Across the entries that follow, work out the number of lines containing the string "error", and state it alone.

(Dataset entries)
◆ ◆ ◆ ◆ ◆ ◆ ◆
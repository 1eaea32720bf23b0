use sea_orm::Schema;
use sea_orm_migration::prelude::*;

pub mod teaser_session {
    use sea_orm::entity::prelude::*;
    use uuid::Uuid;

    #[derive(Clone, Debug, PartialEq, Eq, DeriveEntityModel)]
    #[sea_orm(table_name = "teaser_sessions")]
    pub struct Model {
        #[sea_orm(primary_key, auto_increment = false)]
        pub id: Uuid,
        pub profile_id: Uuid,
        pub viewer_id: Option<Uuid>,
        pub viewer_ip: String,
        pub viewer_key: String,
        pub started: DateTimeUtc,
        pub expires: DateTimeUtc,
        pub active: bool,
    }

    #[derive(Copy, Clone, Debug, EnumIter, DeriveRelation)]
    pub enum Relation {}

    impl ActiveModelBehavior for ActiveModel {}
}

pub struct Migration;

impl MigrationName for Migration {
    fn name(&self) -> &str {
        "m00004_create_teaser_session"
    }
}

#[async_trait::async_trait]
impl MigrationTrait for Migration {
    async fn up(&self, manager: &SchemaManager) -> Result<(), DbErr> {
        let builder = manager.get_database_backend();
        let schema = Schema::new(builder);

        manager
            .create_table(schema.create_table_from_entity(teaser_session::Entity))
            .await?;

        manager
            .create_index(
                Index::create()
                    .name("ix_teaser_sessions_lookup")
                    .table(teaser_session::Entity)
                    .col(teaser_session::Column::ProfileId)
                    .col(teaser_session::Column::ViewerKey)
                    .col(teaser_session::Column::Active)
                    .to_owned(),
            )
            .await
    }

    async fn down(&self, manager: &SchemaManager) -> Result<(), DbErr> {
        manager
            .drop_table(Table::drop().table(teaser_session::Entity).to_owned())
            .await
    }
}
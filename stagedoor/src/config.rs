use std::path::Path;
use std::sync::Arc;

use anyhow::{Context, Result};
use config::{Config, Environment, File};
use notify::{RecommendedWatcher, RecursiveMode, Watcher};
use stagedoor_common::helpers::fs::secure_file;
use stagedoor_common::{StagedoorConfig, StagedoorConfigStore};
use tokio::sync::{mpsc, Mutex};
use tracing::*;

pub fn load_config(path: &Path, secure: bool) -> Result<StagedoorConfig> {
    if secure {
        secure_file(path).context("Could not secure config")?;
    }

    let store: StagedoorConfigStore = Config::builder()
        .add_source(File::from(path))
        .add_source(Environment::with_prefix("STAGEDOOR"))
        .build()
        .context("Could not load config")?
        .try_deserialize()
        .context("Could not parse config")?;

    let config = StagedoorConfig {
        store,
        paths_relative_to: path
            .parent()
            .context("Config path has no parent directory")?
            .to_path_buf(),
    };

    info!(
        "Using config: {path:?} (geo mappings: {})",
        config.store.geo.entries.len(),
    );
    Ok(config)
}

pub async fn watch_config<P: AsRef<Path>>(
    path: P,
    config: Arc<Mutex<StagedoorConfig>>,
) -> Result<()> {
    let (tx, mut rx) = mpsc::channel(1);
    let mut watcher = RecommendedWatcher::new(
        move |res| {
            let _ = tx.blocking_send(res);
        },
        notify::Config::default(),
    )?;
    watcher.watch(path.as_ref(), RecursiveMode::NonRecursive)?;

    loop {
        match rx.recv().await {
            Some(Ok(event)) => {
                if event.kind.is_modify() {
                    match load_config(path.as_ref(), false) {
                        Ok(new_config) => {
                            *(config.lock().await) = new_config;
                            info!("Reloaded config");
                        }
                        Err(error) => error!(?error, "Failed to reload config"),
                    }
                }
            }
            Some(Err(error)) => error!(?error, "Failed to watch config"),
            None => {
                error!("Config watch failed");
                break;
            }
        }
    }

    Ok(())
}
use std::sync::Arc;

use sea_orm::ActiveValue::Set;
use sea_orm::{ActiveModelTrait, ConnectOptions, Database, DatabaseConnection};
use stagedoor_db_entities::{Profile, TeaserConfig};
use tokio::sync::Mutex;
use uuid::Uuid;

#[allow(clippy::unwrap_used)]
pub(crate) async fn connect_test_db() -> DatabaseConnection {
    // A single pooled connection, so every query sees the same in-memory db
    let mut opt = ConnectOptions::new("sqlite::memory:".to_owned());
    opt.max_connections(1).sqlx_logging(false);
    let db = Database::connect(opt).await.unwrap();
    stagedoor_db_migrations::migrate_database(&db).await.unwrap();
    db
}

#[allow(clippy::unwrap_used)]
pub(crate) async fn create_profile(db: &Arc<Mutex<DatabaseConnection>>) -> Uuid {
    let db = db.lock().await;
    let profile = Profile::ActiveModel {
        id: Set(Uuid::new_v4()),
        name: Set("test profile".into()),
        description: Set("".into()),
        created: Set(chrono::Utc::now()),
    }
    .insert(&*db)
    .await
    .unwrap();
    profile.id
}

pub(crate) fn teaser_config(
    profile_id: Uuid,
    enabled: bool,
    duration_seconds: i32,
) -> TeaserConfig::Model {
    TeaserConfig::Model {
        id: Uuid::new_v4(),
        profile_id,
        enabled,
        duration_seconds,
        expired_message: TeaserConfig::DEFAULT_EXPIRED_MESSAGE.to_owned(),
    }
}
◆ ◆ ◆ ◆ ◆ ◆ ◆
== Answer section ==
3